HOW TO COMPLETE THIS TASK:
What is the number of lines below that hold "Path"? Answer with that number only.

EXERCISE DATA:
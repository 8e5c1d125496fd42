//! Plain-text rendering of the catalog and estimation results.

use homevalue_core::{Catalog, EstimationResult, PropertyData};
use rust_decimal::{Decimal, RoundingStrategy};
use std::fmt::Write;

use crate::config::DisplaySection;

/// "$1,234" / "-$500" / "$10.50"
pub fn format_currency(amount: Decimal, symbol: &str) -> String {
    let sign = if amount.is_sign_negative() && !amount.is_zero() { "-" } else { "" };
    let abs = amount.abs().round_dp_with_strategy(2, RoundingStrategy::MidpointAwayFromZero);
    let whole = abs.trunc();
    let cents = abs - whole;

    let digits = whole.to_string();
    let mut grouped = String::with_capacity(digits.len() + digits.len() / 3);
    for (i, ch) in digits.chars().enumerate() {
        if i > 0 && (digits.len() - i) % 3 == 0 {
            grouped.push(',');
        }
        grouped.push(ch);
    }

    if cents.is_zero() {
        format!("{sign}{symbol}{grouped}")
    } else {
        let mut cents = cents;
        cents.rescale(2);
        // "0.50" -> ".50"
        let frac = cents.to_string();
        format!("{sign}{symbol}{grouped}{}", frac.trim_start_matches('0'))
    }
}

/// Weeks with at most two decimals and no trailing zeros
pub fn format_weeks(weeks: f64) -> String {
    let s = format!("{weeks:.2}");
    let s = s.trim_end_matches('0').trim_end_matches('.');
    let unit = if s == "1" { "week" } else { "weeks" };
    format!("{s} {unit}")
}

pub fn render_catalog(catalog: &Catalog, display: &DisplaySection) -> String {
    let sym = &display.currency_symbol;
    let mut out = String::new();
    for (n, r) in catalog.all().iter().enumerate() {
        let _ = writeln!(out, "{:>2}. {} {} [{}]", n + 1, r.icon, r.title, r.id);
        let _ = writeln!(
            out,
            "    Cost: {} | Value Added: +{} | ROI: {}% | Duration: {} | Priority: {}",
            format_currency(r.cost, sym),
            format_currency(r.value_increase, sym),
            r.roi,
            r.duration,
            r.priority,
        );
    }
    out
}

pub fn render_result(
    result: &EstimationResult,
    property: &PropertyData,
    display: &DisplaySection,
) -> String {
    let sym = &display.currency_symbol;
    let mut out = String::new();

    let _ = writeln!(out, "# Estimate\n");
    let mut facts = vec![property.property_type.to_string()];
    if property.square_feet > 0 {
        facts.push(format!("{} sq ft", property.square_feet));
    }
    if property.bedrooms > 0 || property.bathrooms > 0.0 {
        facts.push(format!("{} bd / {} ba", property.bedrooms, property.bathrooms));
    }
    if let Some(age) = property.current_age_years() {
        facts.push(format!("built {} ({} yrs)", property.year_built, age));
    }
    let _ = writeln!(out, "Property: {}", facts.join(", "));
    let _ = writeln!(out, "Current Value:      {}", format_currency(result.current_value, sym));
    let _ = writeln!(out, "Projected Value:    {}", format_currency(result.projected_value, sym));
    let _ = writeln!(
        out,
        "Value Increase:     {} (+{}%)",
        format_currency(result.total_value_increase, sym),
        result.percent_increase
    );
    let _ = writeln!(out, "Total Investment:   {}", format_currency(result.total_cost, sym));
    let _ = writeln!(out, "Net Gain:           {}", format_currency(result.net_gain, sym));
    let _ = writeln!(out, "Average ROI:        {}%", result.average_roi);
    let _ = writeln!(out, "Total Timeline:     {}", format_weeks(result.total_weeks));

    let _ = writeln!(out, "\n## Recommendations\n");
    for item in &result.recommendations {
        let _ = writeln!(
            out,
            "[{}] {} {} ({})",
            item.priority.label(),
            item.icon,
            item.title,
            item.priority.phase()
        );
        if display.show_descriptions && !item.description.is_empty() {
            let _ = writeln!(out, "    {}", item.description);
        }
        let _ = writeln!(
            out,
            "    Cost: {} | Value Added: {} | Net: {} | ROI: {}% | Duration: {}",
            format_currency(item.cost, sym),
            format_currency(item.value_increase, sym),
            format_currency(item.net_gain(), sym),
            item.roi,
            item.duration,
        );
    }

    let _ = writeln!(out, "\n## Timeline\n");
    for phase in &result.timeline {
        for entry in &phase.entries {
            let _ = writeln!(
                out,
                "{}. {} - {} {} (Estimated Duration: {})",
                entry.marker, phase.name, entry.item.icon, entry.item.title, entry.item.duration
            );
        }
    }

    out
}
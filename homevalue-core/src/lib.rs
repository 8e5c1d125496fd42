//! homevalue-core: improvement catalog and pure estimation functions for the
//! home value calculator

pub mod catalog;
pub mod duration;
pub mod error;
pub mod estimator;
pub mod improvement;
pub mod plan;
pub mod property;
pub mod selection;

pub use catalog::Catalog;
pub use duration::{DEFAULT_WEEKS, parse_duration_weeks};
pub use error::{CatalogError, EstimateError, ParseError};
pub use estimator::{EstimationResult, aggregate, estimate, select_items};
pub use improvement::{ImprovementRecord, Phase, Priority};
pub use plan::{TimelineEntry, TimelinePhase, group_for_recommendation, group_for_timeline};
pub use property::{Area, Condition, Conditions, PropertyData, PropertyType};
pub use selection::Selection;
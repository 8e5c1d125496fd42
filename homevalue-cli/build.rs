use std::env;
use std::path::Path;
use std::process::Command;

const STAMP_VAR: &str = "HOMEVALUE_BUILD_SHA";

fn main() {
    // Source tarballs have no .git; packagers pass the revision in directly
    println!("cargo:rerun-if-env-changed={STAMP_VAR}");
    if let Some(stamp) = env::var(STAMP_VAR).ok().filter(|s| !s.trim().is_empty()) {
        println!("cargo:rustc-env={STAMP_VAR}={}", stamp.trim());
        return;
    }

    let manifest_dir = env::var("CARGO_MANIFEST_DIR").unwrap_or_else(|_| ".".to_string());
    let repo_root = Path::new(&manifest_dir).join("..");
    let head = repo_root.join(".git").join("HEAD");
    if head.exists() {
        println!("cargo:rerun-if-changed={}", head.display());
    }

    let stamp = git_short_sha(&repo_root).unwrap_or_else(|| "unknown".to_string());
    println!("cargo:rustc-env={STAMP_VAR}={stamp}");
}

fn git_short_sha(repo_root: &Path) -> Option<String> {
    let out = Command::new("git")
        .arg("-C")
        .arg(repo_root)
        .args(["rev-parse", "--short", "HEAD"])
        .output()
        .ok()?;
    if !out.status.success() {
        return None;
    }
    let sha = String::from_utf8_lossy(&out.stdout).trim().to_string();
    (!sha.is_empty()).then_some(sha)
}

EXERCISE OUTPUT:
3